23
Novembre
2017

La Garante Filomena Albano a Napoli per il convegno sui vent’anni della legge 285: “le politiche per l’infanzia richiedono una visione strategica di lungo periodo che metta al centro i diritti dei bambini”

“La 285 del 1997 è stata una legge innovativa per tanti motivi e in particolare perché ha posto al centro il benessere delle bambine e dei bambini, delle ragazze e dei ragazzi, creando le condizioni operative per l’attuazione dei diritti previsti dalla Convenzione di New York. Nonostante i passi in avanti fatti, in termini di politiche e in termini normativi, non si può non considerare che c’è ancora molto da fare per superare le attuali disuguaglianze tra bambini e ragazzi”. Lo ha detto stamattina l’Autorità garante per l’infanzia e l’adolescenza, Filomena Albano, intervenendo a Napoli nel corso del convegno “Vent’anni dalla parte dei cittadini in crescita. I risultati e le potenzialità attuali della legge 285/97 per la promozione di diritti e opportunità per l’infanzia e l’adolescenza”, promosso dalla città di Napoli e dal Ministero del Lavoro e delle politiche Sociali.

Presente il Ministro Giuliano Poletti, che è stato accolto, insieme alla Garante Albano, al Sindaco di Napoli Luigi De Magistris e all’Assessore alle politiche sociali del comune di Napoli Roberta Gaeta, da un gruppo di bambine e bambini di Napoli che si sono esibiti con danze e musiche della tradizione partenopea e hanno dialogato con le autorità.

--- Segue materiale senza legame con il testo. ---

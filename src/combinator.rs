//! Parser combinators over [`Cursor`].
//!
//! A parser is a function from a cursor to either the advanced cursor plus a
//! value, or a [`ParseError`]. Failure never consumes input, so `or` can
//! always retry its second branch from the original position.
//!
//! Grammar rules that refer to each other are wired up with [`Forward`]: a
//! placeholder parser is handed out first and the real rule is injected once
//! it has been built.

use std::sync::{Arc, OnceLock};

use regex::Regex;

use crate::{
    cursor::{Cursor, Matched},
    error::ParseError,
};

pub type ParseResult<'a, T> = Result<(Cursor<'a>, T), ParseError>;

type ParseFn<T> = dyn for<'a> Fn(Cursor<'a>) -> ParseResult<'a, T> + Send + Sync;

/// A labelled, cheaply clonable parser producing `T`.
pub struct Parser<T> {
    label: Arc<str>,
    parse: Arc<ParseFn<T>>,
}

impl<T> Clone for Parser<T> {
    fn clone(&self) -> Self {
        Parser {
            label: Arc::clone(&self.label),
            parse: Arc::clone(&self.parse),
        }
    }
}

impl<T> std::fmt::Debug for Parser<T> {
    fn fmt(&self, f: &mut std::fmt::Formatter<'_>) -> std::fmt::Result {
        f.debug_struct("Parser").field("label", &self.label).finish()
    }
}

/// Of two failures keep the one that got further into the input.
fn deepest(first: ParseError, second: ParseError) -> ParseError {
    if second.position >= first.position {
        second
    } else {
        first
    }
}

impl<T: 'static> Parser<T> {
    pub fn new<F>(label: impl Into<String>, parse: F) -> Self
    where
        F: for<'a> Fn(Cursor<'a>) -> ParseResult<'a, T> + Send + Sync + 'static,
    {
        Parser {
            label: Arc::from(label.into()),
            parse: Arc::new(parse),
        }
    }

    pub fn label_text(&self) -> &str {
        &self.label
    }

    /// Run the parser. An exhausted cursor fails before the rule is tried.
    pub fn parse<'a>(&self, input: Cursor<'a>) -> ParseResult<'a, T> {
        if input.is_exhausted() {
            return Err(ParseError::new("more input", input.offset()));
        }
        (self.parse)(input)
    }

    /// Convenience for parsing a whole string from its start.
    pub fn parse_str<'a>(&self, source: &'a str) -> ParseResult<'a, T> {
        self.parse(Cursor::new(source))
    }

    /// Rename the parser. Failures that did not get past the starting
    /// position are reported under the new name; deeper failures keep
    /// their more specific label.
    pub fn label(self, label: impl Into<String>) -> Parser<T> {
        let label = label.into();
        if label.trim().is_empty() {
            return self;
        }

        let name: Arc<str> = Arc::from(label);
        let reported = Arc::clone(&name);
        Parser {
            label: name,
            parse: Arc::new(move |input| {
                self.parse(input).map_err(|e| {
                    if e.position == input.offset() {
                        ParseError::new(&*reported, e.position)
                    } else {
                        e
                    }
                })
            }),
        }
    }

    /// Sequence: both values, cursor after `next`.
    pub fn and<U: 'static>(self, next: Parser<U>) -> Parser<(T, U)> {
        Parser::new("", move |input| {
            let (rest, first) = self.parse(input)?;
            let (rest, second) = next.parse(rest)?;
            Ok((rest, (first, second)))
        })
    }

    /// Alternation with full backtrack to the original cursor.
    pub fn or(self, other: Parser<T>) -> Parser<T> {
        Parser::new("", move |input| match self.parse(input) {
            Ok(found) => Ok(found),
            Err(first) => other.parse(input).map_err(|second| deepest(first, second)),
        })
    }

    /// Sequence keeping only this parser's value.
    pub fn skip<U: 'static>(self, next: Parser<U>) -> Parser<T> {
        self.and(next).map(|(kept, _)| kept)
    }

    /// Sequence keeping only `next`'s value.
    pub fn take<U: 'static>(self, next: Parser<U>) -> Parser<U> {
        self.and(next).map(|(_, kept)| kept)
    }

    pub fn map<U, F>(self, mapper: F) -> Parser<U>
    where
        U: 'static,
        F: Fn(T) -> U + Send + Sync + 'static,
    {
        Parser::new("", move |input| {
            let (rest, value) = self.parse(input)?;
            Ok((rest, mapper(value)))
        })
    }

    /// Like [`Parser::map`], but the mapper may reject a syntactically valid
    /// match. The rejection is reported where the match ended.
    pub fn try_map<U, F>(self, mapper: F) -> Parser<U>
    where
        U: 'static,
        F: Fn(T) -> Result<U, String> + Send + Sync + 'static,
    {
        Parser::new("", move |input| {
            let (rest, value) = self.parse(input)?;
            match mapper(value) {
                Ok(mapped) => Ok((rest, mapped)),
                Err(expected) => Err(ParseError::new(expected, rest.offset())),
            }
        })
    }

    /// Zero or more repetitions. Never fails.
    pub fn many(self) -> Parser<Vec<T>> {
        Parser::new("", move |input| {
            let mut found = Vec::new();
            let mut remaining = input;

            while let Ok((rest, value)) = self.parse(remaining) {
                found.push(value);
                // a match that consumed nothing would repeat forever
                if rest.offset() == remaining.offset() {
                    break;
                }
                remaining = rest;
            }

            Ok((remaining, found))
        })
    }

    /// One or more repetitions.
    pub fn many1(self) -> Parser<Vec<T>> {
        self.clone().and(self.many()).map(|(first, rest)| {
            let mut all = Vec::with_capacity(rest.len() + 1);
            all.push(first);
            all.extend(rest);
            all
        })
    }

    /// Always succeeds; `None` leaves the cursor where it was.
    pub fn optional(self) -> Parser<Option<T>> {
        Parser::new("", move |input| match self.parse(input) {
            Ok((rest, value)) => Ok((rest, Some(value))),
            Err(_) => Ok((input, None)),
        })
    }

    /// Zero or more items, each optionally followed by `delimiter`.
    pub fn separated<D: 'static>(self, delimiter: Parser<D>) -> Parser<Vec<T>> {
        self.skip(delimiter.optional()).many()
    }

    /// One or more items, each optionally followed by `delimiter`.
    pub fn separated1<D: 'static>(self, delimiter: Parser<D>) -> Parser<Vec<T>> {
        self.skip(delimiter.optional()).many1()
    }
}

/// A placeholder for a rule that is defined later.
///
/// [`Forward::parser`] can be used while building the rules that the real
/// rule depends on; [`Forward::inject`] supplies the real rule afterwards.
/// Injecting twice, or running the placeholder before injection, is a bug
/// in the grammar and panics.
pub struct Forward<T> {
    label: Arc<str>,
    cell: Arc<OnceLock<Parser<T>>>,
}

impl<T: 'static> Forward<T> {
    pub fn new(label: impl Into<String>) -> Self {
        Forward {
            label: Arc::from(label.into()),
            cell: Arc::new(OnceLock::new()),
        }
    }

    pub fn parser(&self) -> Parser<T> {
        let cell = Arc::clone(&self.cell);
        let label = Arc::clone(&self.label);
        Parser::new(self.label.to_string(), move |input| match cell.get() {
            Some(parser) => parser.parse(input),
            None => panic!("forward parser '{}' used before injection", label),
        })
    }

    pub fn inject(&self, parser: Parser<T>) {
        if self.cell.set(parser).is_err() {
            panic!("forward parser '{}' injected twice", self.label);
        }
    }

    pub fn is_injected(&self) -> bool {
        self.cell.get().is_some()
    }
}

/// Match `expected` at the cursor.
pub fn literal(label: impl Into<String>, expected: &str, ignore_case: bool) -> Parser<String> {
    let expected = expected.to_string();
    let label: Arc<str> = Arc::from(label.into());
    let reported = Arc::clone(&label);
    Parser::new(label.to_string(), move |input| {
        match input.take_literal(&expected, ignore_case) {
            Some((rest, found)) => Ok((rest, found.to_string())),
            None => Err(ParseError::new(&*reported, input.offset())),
        }
    })
}

/// Case-insensitive literal labelled by its own text.
pub fn exact(expected: &str) -> Parser<String> {
    literal(expected, expected, true)
}

/// Match `regex` anchored at the cursor.
pub fn pattern(label: impl Into<String>, regex: Regex) -> Parser<Matched> {
    let label: Arc<str> = Arc::from(label.into());
    let reported = Arc::clone(&label);
    Parser::new(label.to_string(), move |input| match input.take_pattern(&regex) {
        Some((rest, matched)) => Ok((rest, matched)),
        None => Err(ParseError::new(&*reported, input.offset())),
    })
}

/// Consume whatever extent `scanner` reports; see [`Cursor::take_scan`].
pub fn scan<F>(label: impl Into<String>, scanner: F) -> Parser<String>
where
    F: Fn(&str, usize) -> usize + Send + Sync + 'static,
{
    let label: Arc<str> = Arc::from(label.into());
    let reported = Arc::clone(&label);
    Parser::new(label.to_string(), move |input| match input.take_scan(&scanner) {
        Some((rest, found)) => Ok((rest, found.to_string())),
        None => Err(ParseError::new(&*reported, input.offset())),
    })
}

pub fn whitespace() -> Parser<String> {
    exact(" ")
        .or(exact("\t"))
        .or(exact("\r"))
        .or(exact("\n"))
        .label("whitespace")
}

pub fn whitespaces() -> Parser<String> {
    whitespace().many().map(|w| w.concat())
}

La Garante Albano ha posto l’accento, in particolare, sulla necessità di adottare “una pianificazione strategica generale e di lungo periodo” e di “attivare una cabina di regia unitaria per la gestione di tutte le misure in favore dell’infanzia e dell’adolescenza, in modo da superare le criticità esistenti. Alcune di esse sono di natura culturale: il ripiegamento individuale ha messo in crisi il modello di cittadinanza attiva. Dobbiamo lavorare in prospettiva e ripensare ai prossimi vent’anni – ha affermato – Immagino un futuro in cui le bambine e i bambini, le ragazze e i ragazzi, siano tutti cittadini della comunità Italia e cittadini attivi. Immagino un futuro in cui l’art. 2 della Convenzione di New York, il diritto di uguaglianza, possa trovare piena attuazione.”